### Given records ###

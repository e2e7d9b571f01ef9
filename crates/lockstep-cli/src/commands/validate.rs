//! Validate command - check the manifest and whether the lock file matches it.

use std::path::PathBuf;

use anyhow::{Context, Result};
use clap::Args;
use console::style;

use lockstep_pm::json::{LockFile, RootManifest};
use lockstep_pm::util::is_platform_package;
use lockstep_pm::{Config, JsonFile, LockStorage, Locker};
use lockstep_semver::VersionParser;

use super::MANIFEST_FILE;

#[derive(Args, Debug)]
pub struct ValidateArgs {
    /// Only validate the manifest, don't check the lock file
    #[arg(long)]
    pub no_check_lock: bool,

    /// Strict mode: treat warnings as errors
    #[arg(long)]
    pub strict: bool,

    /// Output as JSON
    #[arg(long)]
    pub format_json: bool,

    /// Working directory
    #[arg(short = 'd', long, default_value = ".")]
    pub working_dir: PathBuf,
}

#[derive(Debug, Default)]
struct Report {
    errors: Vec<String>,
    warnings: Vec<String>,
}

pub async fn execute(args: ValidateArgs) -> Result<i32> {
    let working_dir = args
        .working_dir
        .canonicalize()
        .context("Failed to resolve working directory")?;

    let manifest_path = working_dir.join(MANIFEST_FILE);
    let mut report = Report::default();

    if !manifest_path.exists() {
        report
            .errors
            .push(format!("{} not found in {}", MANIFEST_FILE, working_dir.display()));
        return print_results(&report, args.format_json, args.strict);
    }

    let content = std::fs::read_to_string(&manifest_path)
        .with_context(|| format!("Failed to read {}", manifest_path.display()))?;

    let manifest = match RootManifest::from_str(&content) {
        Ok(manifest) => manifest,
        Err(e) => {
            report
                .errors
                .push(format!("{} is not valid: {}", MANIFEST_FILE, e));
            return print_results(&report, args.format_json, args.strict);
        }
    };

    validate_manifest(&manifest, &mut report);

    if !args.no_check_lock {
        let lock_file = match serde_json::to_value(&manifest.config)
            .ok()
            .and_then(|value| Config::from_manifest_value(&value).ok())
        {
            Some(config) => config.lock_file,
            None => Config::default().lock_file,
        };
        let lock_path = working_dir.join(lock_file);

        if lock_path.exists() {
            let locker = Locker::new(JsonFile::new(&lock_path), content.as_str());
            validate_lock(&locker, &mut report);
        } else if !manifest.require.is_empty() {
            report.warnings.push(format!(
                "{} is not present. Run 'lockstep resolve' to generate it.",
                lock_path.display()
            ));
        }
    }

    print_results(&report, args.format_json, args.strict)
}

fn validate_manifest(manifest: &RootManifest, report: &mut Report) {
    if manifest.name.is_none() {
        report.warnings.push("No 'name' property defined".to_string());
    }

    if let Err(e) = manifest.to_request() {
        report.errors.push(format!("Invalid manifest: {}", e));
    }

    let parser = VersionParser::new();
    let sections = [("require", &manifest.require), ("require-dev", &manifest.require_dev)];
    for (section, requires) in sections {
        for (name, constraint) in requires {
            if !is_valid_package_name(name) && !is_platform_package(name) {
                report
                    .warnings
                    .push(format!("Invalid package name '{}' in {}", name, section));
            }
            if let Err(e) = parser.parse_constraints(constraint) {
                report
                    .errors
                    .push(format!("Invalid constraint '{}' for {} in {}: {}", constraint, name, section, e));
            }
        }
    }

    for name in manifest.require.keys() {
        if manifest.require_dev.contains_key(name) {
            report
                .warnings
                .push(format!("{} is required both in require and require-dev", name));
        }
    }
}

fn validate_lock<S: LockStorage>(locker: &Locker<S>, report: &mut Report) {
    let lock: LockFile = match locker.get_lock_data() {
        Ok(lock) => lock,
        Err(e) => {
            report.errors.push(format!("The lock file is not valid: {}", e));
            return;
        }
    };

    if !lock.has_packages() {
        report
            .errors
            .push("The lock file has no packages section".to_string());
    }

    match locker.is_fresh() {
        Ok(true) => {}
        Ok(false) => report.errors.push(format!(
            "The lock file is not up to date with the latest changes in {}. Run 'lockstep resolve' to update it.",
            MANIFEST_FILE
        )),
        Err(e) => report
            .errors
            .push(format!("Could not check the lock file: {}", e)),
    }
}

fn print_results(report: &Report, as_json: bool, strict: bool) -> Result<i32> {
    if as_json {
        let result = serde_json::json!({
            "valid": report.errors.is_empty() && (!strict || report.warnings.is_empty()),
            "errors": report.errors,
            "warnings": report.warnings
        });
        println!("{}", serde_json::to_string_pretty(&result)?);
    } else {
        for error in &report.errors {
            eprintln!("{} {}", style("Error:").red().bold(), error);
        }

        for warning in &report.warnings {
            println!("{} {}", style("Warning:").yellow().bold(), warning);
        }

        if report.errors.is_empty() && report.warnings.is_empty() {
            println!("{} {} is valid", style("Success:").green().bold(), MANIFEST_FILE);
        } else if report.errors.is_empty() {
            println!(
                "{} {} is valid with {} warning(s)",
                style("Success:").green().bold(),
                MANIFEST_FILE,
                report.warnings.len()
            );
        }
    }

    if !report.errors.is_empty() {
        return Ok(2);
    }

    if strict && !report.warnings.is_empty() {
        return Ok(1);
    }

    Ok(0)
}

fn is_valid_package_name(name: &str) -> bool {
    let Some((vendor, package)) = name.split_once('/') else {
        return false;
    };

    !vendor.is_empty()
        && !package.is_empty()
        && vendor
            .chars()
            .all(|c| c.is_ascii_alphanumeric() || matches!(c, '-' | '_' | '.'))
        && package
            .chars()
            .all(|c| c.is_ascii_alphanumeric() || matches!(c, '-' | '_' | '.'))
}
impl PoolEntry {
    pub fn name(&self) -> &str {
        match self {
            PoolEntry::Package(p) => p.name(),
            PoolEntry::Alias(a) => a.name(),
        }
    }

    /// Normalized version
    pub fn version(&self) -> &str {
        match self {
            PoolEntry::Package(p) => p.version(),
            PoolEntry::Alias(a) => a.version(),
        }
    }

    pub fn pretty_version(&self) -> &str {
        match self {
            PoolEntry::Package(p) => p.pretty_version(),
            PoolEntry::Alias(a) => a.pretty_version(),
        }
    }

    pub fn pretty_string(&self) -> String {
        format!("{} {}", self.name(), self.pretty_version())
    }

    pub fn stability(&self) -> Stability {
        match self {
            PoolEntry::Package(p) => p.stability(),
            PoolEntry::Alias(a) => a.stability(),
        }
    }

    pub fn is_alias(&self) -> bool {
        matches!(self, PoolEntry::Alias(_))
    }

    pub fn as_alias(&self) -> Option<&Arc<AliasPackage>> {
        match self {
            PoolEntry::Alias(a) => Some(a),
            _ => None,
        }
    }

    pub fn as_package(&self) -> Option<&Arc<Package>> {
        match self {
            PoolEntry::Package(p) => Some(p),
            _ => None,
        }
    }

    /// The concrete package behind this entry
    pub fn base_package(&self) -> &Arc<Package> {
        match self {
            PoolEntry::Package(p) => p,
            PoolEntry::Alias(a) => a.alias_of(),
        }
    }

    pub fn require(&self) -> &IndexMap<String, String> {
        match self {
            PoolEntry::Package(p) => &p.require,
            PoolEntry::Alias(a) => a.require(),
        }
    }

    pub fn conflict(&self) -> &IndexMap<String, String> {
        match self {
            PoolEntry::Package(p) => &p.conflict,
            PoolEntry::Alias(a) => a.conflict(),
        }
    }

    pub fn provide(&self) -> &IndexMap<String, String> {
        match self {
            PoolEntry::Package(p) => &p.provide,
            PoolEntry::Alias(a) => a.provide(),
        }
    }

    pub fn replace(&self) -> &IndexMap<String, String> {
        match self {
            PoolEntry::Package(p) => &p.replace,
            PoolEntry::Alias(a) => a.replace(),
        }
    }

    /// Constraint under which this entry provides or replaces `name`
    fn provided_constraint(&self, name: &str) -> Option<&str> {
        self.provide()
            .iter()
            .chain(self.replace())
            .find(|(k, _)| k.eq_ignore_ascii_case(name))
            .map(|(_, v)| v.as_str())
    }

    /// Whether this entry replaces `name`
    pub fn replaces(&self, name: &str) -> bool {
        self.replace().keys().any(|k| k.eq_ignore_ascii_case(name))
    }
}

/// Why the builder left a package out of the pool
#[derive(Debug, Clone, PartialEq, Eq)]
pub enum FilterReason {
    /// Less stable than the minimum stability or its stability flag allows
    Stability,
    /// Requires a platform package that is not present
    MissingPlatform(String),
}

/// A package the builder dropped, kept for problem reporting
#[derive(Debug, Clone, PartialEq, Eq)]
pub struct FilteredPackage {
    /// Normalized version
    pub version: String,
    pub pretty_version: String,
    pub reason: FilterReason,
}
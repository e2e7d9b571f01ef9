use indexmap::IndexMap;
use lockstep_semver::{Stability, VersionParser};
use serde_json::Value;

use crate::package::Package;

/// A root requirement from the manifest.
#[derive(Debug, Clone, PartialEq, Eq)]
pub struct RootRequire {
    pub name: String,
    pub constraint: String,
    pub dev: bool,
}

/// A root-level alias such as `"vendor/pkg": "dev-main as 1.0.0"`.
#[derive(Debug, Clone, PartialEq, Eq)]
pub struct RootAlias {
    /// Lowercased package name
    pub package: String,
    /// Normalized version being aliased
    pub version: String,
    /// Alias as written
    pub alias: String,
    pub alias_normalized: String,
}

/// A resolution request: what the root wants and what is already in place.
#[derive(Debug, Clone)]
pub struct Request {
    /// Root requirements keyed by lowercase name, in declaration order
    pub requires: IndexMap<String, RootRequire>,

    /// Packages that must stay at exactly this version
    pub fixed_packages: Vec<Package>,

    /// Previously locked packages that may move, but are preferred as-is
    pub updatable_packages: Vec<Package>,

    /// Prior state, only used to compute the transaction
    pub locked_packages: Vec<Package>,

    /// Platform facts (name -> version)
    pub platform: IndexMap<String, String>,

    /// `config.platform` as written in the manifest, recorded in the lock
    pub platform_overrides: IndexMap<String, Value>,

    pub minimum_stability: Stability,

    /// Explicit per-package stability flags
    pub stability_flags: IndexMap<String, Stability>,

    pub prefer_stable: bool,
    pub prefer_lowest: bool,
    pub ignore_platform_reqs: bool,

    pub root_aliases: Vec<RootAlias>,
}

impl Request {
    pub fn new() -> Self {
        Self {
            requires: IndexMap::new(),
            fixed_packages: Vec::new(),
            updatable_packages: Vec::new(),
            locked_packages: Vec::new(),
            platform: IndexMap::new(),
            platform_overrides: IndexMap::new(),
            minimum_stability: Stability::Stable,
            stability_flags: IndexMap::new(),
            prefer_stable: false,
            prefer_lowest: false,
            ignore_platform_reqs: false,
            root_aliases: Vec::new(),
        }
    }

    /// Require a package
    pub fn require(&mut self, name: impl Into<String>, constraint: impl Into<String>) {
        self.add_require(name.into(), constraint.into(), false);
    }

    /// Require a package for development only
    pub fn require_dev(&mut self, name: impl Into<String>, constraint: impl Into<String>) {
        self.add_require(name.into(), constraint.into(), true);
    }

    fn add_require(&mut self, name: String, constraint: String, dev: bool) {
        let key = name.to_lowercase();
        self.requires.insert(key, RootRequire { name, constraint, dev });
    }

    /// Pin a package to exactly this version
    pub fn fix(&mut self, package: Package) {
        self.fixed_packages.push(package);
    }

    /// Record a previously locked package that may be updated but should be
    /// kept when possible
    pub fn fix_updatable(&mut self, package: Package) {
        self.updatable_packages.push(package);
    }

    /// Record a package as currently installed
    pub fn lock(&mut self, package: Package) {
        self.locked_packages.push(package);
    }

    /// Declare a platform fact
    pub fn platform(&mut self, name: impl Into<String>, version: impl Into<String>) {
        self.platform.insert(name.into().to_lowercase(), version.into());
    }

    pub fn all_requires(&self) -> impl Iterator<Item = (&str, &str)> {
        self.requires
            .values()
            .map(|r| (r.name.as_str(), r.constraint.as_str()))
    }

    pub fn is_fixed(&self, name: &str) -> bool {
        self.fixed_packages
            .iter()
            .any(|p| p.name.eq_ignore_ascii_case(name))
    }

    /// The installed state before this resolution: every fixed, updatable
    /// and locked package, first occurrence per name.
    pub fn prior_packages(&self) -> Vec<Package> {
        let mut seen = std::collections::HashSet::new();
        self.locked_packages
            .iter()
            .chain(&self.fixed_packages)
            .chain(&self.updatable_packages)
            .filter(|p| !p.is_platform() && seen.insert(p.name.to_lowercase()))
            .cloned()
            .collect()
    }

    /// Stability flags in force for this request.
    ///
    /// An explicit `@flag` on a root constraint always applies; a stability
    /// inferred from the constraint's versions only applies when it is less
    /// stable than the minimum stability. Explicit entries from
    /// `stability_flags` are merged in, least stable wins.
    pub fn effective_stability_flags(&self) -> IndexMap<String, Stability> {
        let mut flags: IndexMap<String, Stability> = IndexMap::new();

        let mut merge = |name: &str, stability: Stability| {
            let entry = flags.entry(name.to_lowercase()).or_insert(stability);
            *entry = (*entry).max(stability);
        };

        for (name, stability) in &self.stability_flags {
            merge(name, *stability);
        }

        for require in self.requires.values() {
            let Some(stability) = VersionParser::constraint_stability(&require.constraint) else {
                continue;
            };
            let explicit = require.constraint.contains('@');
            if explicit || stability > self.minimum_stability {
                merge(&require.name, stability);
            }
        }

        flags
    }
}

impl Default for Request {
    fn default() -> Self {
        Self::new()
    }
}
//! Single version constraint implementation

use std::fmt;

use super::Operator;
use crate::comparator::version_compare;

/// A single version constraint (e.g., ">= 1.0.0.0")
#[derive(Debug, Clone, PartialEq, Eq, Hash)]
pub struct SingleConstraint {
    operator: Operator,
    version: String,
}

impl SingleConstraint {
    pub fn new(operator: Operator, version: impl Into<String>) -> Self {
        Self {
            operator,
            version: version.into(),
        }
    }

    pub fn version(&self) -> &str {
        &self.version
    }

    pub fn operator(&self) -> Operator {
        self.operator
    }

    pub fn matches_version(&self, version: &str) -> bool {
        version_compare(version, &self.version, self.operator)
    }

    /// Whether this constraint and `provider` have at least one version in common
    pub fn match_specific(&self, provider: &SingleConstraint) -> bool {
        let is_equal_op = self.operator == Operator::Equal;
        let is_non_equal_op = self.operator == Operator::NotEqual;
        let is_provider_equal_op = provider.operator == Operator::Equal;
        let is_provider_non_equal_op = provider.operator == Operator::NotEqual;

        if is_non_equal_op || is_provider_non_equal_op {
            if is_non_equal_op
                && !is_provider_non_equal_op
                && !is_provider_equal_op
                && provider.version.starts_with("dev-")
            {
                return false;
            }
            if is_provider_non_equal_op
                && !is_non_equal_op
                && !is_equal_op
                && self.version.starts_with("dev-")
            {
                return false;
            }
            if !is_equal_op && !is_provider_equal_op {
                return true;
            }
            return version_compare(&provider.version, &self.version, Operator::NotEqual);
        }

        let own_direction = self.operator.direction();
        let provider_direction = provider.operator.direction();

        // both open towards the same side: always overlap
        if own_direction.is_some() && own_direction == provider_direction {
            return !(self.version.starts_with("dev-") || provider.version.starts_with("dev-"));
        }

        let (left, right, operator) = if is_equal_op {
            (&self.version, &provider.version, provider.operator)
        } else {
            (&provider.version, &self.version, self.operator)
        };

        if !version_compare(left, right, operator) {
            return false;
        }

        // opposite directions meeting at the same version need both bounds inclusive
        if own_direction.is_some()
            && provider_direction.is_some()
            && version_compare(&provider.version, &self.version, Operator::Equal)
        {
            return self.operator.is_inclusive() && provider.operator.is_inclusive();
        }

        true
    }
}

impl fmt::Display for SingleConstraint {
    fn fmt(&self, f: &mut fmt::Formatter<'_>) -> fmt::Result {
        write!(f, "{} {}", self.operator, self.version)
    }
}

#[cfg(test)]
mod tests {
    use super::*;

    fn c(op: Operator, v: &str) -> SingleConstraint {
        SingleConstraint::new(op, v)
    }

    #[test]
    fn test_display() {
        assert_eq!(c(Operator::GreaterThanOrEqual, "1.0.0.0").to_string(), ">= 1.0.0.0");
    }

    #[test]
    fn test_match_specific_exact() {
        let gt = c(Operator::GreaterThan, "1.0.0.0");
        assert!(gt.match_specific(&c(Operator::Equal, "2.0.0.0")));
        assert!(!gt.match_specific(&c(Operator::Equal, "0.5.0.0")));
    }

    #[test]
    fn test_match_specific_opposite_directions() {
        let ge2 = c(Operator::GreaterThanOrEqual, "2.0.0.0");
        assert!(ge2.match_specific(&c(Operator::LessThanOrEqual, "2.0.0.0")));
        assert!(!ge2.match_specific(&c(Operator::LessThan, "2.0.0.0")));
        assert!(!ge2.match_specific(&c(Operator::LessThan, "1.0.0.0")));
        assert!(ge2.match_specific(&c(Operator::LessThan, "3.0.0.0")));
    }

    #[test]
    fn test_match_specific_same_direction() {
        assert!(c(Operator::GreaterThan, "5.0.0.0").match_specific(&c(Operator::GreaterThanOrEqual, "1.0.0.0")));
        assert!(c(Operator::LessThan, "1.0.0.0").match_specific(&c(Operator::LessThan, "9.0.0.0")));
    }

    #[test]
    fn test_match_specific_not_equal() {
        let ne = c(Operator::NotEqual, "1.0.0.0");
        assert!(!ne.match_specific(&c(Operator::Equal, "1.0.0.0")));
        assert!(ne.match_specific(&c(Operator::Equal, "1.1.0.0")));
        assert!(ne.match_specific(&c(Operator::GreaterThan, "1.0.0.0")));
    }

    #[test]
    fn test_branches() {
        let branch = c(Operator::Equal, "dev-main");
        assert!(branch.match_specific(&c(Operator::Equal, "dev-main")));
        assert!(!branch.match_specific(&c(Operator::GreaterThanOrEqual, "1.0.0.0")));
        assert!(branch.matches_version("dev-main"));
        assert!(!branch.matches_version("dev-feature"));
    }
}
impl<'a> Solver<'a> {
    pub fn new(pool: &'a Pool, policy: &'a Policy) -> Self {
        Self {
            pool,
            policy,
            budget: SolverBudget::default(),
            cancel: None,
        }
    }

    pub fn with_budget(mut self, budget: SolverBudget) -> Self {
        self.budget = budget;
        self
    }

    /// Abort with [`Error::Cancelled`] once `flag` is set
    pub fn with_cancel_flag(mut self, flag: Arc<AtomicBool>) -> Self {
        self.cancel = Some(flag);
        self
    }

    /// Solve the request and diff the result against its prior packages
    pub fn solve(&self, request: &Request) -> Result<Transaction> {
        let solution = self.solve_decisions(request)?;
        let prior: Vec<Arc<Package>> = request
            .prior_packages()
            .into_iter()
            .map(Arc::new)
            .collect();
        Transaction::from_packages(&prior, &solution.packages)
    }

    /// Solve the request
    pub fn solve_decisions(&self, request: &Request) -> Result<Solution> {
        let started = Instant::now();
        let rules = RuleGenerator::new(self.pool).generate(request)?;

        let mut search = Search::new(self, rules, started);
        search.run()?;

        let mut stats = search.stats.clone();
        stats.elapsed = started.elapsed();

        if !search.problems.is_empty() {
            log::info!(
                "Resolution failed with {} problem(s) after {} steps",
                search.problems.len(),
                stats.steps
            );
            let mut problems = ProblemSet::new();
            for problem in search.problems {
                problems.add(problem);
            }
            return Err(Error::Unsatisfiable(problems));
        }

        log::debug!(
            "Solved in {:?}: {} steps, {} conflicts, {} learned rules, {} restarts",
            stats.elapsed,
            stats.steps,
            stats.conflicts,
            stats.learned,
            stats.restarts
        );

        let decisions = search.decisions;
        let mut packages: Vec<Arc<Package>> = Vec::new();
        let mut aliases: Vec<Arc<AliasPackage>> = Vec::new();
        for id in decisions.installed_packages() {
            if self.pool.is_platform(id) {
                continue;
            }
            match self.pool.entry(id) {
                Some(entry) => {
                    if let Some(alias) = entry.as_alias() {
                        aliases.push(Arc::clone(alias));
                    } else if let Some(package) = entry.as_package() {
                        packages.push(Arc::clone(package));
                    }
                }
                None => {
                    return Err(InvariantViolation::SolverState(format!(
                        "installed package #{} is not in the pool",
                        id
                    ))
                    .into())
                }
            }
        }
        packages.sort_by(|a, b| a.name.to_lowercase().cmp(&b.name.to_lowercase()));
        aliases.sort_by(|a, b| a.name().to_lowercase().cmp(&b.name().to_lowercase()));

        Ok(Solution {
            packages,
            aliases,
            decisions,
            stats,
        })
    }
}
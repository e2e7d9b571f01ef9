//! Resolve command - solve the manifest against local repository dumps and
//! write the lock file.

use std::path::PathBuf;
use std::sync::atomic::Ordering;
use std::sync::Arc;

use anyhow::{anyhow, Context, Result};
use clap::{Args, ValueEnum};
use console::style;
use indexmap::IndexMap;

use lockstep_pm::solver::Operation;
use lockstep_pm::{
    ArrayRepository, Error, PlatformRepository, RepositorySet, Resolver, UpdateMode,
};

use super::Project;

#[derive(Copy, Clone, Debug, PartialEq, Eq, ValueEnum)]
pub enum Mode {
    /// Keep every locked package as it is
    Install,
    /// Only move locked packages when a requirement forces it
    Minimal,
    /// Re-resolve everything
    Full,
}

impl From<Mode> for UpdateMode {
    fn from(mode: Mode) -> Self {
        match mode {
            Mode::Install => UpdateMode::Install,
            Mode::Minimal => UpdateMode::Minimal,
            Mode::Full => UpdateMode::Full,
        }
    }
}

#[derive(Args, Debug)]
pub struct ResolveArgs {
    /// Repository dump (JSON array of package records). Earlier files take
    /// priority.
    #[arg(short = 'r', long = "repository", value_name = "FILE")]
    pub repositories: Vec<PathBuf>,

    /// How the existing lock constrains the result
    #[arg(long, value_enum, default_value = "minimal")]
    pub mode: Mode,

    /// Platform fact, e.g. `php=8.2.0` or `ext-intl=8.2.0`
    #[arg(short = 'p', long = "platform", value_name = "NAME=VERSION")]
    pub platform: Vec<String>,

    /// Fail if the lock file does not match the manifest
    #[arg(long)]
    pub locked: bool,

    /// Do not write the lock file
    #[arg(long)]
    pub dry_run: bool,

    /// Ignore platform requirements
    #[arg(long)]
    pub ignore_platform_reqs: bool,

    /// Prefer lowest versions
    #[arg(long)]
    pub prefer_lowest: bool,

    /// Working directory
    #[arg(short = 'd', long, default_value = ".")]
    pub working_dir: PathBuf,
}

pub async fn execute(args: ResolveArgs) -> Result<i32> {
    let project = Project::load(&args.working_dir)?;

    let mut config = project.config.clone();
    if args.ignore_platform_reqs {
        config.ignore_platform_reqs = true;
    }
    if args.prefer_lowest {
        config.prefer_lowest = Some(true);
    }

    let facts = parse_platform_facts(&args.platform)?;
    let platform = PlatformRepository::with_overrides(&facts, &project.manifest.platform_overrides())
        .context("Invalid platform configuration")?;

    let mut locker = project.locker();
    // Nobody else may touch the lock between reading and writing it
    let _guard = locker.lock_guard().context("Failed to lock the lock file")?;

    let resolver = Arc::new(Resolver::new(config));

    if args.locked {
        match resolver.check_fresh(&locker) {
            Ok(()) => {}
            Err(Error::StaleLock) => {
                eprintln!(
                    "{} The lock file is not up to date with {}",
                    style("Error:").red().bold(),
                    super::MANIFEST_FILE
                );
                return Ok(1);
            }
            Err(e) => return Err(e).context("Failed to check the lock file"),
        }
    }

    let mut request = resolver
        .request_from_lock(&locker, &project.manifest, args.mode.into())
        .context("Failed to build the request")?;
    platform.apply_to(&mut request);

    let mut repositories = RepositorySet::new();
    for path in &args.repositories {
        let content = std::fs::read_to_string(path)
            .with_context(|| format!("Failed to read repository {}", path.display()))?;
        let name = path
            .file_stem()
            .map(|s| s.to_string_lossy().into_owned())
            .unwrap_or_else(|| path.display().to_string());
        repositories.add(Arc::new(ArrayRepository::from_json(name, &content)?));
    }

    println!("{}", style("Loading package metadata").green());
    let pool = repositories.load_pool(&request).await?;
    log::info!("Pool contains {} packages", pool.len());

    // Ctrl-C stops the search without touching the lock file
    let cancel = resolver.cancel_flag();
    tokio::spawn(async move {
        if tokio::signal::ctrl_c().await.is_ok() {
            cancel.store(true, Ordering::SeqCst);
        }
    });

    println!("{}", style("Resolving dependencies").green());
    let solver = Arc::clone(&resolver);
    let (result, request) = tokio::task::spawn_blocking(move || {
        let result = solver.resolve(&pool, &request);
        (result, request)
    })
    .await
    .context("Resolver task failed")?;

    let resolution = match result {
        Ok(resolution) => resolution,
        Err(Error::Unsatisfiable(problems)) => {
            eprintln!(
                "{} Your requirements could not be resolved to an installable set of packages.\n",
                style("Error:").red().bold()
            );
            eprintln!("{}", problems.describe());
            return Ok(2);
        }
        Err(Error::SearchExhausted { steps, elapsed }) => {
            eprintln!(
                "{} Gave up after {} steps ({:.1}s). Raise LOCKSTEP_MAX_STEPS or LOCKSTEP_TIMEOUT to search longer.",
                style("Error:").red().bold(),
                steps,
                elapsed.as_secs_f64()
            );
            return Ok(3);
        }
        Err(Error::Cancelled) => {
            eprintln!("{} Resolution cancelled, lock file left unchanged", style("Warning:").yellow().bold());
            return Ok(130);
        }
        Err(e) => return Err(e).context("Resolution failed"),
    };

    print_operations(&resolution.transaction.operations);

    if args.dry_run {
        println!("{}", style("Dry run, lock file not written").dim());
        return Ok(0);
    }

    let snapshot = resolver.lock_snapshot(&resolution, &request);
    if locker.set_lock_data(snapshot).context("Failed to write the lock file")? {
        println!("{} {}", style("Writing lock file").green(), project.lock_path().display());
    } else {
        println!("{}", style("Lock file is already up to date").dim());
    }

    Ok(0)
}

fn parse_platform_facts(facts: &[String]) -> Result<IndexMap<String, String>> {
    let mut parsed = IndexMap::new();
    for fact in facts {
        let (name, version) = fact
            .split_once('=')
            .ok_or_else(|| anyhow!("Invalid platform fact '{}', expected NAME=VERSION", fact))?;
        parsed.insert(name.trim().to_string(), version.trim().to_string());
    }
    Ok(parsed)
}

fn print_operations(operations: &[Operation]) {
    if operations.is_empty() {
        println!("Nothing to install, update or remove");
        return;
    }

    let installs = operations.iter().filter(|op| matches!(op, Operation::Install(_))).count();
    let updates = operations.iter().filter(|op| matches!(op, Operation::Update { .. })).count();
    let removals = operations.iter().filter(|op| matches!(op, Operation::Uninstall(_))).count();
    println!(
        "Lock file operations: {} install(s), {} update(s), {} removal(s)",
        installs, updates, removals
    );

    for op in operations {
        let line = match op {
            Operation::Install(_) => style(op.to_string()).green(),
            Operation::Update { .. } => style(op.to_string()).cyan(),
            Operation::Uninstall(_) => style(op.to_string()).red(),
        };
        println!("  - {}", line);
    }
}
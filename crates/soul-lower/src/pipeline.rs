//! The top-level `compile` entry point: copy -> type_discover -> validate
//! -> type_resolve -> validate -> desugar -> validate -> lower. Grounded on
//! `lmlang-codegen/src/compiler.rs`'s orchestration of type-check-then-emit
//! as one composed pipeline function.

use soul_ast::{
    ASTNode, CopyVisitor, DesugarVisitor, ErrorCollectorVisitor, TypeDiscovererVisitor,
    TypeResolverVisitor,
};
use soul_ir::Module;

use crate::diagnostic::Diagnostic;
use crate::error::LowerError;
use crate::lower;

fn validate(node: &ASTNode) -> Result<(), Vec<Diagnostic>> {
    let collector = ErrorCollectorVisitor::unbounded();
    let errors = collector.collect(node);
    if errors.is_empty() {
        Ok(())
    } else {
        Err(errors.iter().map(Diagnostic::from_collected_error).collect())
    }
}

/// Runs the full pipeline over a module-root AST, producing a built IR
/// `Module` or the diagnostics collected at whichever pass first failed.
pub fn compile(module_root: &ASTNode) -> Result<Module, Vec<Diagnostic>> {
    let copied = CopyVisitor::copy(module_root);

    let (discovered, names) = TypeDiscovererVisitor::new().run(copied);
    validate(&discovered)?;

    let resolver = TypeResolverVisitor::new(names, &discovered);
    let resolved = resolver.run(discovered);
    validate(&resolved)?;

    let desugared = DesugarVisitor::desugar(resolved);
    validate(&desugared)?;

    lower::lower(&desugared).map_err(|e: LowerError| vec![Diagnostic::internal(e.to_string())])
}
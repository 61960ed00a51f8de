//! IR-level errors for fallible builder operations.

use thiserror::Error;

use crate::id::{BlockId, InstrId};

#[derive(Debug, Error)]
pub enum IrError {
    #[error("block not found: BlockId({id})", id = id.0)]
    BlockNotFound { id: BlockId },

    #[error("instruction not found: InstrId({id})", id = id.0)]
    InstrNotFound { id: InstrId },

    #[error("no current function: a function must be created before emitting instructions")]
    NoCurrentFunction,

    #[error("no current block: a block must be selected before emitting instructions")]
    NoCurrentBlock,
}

###

* _Task instructions_
Show every line above in which the word "names" is found.

* _Expected answer_
    let (discovered, names) = TypeDiscovererVisitor::new().run(copied);
    let resolver = TypeResolverVisitor::new(names, &discovered);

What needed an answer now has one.